His colleague, Security Secretary John Lee, said the level of violence was getting worse: “Radical protesters disregarded the law, and their illegal behavior and violence continued to spread and escalate, showing signs of terror.” So far, city authorities have resisted describing the protests using the word “terror,” a term invoked by mainland officials.

The city’s 13th straight weekend of unrest since early June showed no end in sight to the most serious challenge to Beijing’s control over the former colony since its return to Chinese rule in 1997. The demonstrations, which again disrupted the city’s busy international airport, spilled into Monday with students boycotting classes and calling for a general strike on the first day back to school.

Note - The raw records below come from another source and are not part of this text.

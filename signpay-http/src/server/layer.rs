//! Tower layer wiring for the payment gate.
//!
//! [`SignPayMiddleware`] holds the construction-time configuration: the
//! resolved network name, token asset, recipient, default amount, and the
//! facilitator client. It implements [`tower::Layer`], so it can be applied
//! to an axum router or any tower service; the produced [`SignPayService`]
//! runs the per-request [`Paygate`] logic.
//!
//! ## Configuration Notes
//!
//! - The chain ID is resolved against a [`NetworkTable`] at construction.
//!   An unknown chain ID is a fatal configuration error: [`SignPayMiddleware::try_new`]
//!   returns it, [`SignPayMiddleware::new`] panics, aborting startup.
//! - An empty amount string configures no static amount; every request then
//!   requires an [`AmountOverride`](super::AmountOverride) from a preceding
//!   pricing stage.
//! - **[`SignPayMiddleware::with_resource`]** pins the resource URL reported in payment
//!   requirements; without it the URL is derived per request.
//! - **[`SignPayMiddleware::with_api_key`]** authenticates against hosted facilitators.

use std::convert::Infallible;
use std::future::Future;
use std::pin::Pin;
use std::sync::Arc;
use std::task::{Context, Poll};
use std::time::Duration;

use axum_core::extract::Request;
use axum_core::response::Response;
use signpay::facilitator::Facilitator;
use signpay::networks::NetworkTable;
use tower::util::BoxCloneSyncService;
use tower::{Layer, Service};
use url::Url;

use crate::constants::DEFAULT_DESCRIPTION;
use crate::facilitator_client::FacilitatorClient;

use super::error::ConfigError;
use super::paygate::{Paygate, PaygateConfig};

/// The payment-gate middleware for protected routes.
///
/// Create one instance per protected route (or share one across routes with
/// identical payment terms) and apply it as a layer.
pub struct SignPayMiddleware<F = Arc<FacilitatorClient>> {
    facilitator: F,
    config: Arc<PaygateConfig>,
}

impl<F: Clone> Clone for SignPayMiddleware<F> {
    fn clone(&self) -> Self {
        Self {
            facilitator: self.facilitator.clone(),
            config: Arc::clone(&self.config),
        }
    }
}

impl<F: std::fmt::Debug> std::fmt::Debug for SignPayMiddleware<F> {
    fn fmt(&self, f: &mut std::fmt::Formatter<'_>) -> std::fmt::Result {
        f.debug_struct("SignPayMiddleware")
            .field("facilitator", &self.facilitator)
            .field("config", &self.config)
            .finish()
    }
}

impl SignPayMiddleware<Arc<FacilitatorClient>> {
    /// Creates a middleware instance backed by a remote facilitator.
    ///
    /// `amount` is a decimal string in the token's smallest unit; pass `""`
    /// to force per-request pricing via
    /// [`AmountOverride`](super::AmountOverride).
    ///
    /// # Panics
    ///
    /// Panics if the chain ID is unknown or the facilitator URL is invalid.
    /// Misconfiguration must abort startup, not degrade at request time.
    #[must_use]
    pub fn new(
        chain_id: u64,
        asset: &str,
        amount: &str,
        pay_to: &str,
        facilitator_url: &str,
    ) -> Self {
        Self::try_new(chain_id, asset, amount, pay_to, facilitator_url)
            .expect("sign-pay middleware configuration")
    }

    /// Creates a middleware instance backed by a remote facilitator,
    /// resolving the chain ID against the built-in network table.
    ///
    /// # Errors
    ///
    /// Returns [`ConfigError`] if the chain ID is unknown or the
    /// facilitator URL is invalid.
    pub fn try_new(
        chain_id: u64,
        asset: &str,
        amount: &str,
        pay_to: &str,
        facilitator_url: &str,
    ) -> Result<Self, ConfigError> {
        Self::try_with_networks(
            &NetworkTable::known(),
            chain_id,
            asset,
            amount,
            pay_to,
            facilitator_url,
        )
    }

    /// Creates a middleware instance, resolving the chain ID against a
    /// caller-provided [`NetworkTable`].
    ///
    /// # Errors
    ///
    /// Returns [`ConfigError`] if the chain ID is unknown or the
    /// facilitator URL is invalid.
    pub fn try_with_networks(
        table: &NetworkTable,
        chain_id: u64,
        asset: &str,
        amount: &str,
        pay_to: &str,
        facilitator_url: &str,
    ) -> Result<Self, ConfigError> {
        let facilitator = Arc::new(FacilitatorClient::try_from(facilitator_url)?);
        Self::with_facilitator(table, chain_id, asset, amount, pay_to, facilitator)
    }

    /// Authenticates verify/settle calls with a bearer credential.
    ///
    /// # Errors
    ///
    /// Returns [`ConfigError`] if the key is not a valid header value.
    pub fn with_api_key(self, api_key: &str) -> Result<Self, ConfigError> {
        let inner = Arc::unwrap_or_clone(self.facilitator);
        Ok(Self {
            facilitator: Arc::new(inner.with_api_key(api_key)?),
            config: self.config,
        })
    }

    /// Sets the outbound facilitator-call timeout.
    #[must_use]
    pub fn with_timeout(self, timeout: Duration) -> Self {
        let inner = Arc::unwrap_or_clone(self.facilitator);
        Self {
            facilitator: Arc::new(inner.with_timeout(timeout)),
            config: self.config,
        }
    }

    /// Returns the configured facilitator URL.
    #[must_use]
    pub fn facilitator_url(&self) -> &Url {
        self.facilitator.base_url()
    }
}

impl<F> SignPayMiddleware<F>
where
    F: Facilitator,
{
    /// Creates a middleware instance with a custom [`Facilitator`]
    /// implementation (an in-process facilitator, a test double, …).
    ///
    /// # Errors
    ///
    /// Returns [`ConfigError::UnsupportedChainId`] if the chain ID is not
    /// in the table.
    pub fn with_facilitator(
        table: &NetworkTable,
        chain_id: u64,
        asset: &str,
        amount: &str,
        pay_to: &str,
        facilitator: F,
    ) -> Result<Self, ConfigError> {
        let network = table
            .name_by_chain_id(chain_id)
            .ok_or(ConfigError::UnsupportedChainId(chain_id))?;
        Ok(Self {
            facilitator,
            config: Arc::new(PaygateConfig {
                network,
                asset: asset.to_owned(),
                pay_to: pay_to.to_owned(),
                amount: (!amount.is_empty()).then(|| amount.to_owned()),
                resource: None,
                description: DEFAULT_DESCRIPTION.to_owned(),
            }),
        })
    }
}

impl<F> SignPayMiddleware<F> {
    /// Pins the resource URL reported in payment requirements.
    ///
    /// When set, this URL is used directly instead of deriving it from each
    /// request. This is the preferred approach in production.
    #[must_use]
    pub fn with_resource(mut self, resource: Url) -> Self {
        let mut config = (*self.config).clone();
        config.resource = Some(resource);
        self.config = Arc::new(config);
        self
    }

    /// Sets a description of what the payment grants access to.
    ///
    /// Included in 402 responses to inform clients what they're paying for.
    #[must_use]
    pub fn with_description(mut self, description: impl Into<String>) -> Self {
        let mut config = (*self.config).clone();
        config.description = description.into();
        self.config = Arc::new(config);
        self
    }

    /// Returns a reference to the underlying facilitator.
    pub const fn facilitator(&self) -> &F {
        &self.facilitator
    }

    /// Returns the resolved wire-format network name.
    #[must_use]
    pub fn network(&self) -> &'static str {
        self.config.network
    }
}

impl<S, F> Layer<S> for SignPayMiddleware<F>
where
    S: Service<Request, Response = Response, Error = Infallible> + Clone + Send + Sync + 'static,
    S::Future: Send + 'static,
    F: Facilitator + Clone,
{
    type Service = SignPayService<F>;

    fn layer(&self, inner: S) -> Self::Service {
        SignPayService {
            facilitator: self.facilitator.clone(),
            config: Arc::clone(&self.config),
            inner: BoxCloneSyncService::new(inner),
        }
    }
}

/// Tower service that enforces payment on incoming requests.
#[derive(Clone)]
#[allow(missing_debug_implementations)] // BoxCloneSyncService does not implement Debug
pub struct SignPayService<F> {
    /// Payment facilitator (remote or in-process)
    facilitator: F,
    /// Static gate configuration shared across requests
    config: Arc<PaygateConfig>,
    /// The inner service being wrapped
    inner: BoxCloneSyncService<Request, Response, Infallible>,
}

impl<F> Service<Request> for SignPayService<F>
where
    F: Facilitator + Clone + Send + Sync + 'static,
{
    type Response = Response;
    type Error = Infallible;
    type Future = Pin<Box<dyn Future<Output = Result<Response, Infallible>> + Send>>;

    /// Delegates readiness polling to the wrapped inner service.
    fn poll_ready(&mut self, cx: &mut Context<'_>) -> Poll<Result<(), Self::Error>> {
        self.inner.poll_ready(cx)
    }

    /// Intercepts the request, enforces payment, and forwards to the
    /// wrapped service.
    fn call(&mut self, req: Request) -> Self::Future {
        let gate = Paygate {
            facilitator: self.facilitator.clone(),
            config: Arc::clone(&self.config),
        };
        let inner = self.inner.clone();

        Box::pin(async move { gate.handle_request(inner, req).await })
    }
}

The briefing on Monday showed that authorities were still considering a colonial-era emergency law that would grant the government sweeping powers to arrest, search properties, censor publications and shut down the Internet. Cheung declined to rule out using the so-called Emergency Regulations Ordinance, enacted by the British in 1922 and last used to quell violent riots in 1967, saying only that such powers would need to be “reasonable.”

As the work week began, riot cops were dispatched into the city’s subway stations to keep order amid plans to disrupt the morning commute, even though it ended up relatively smooth.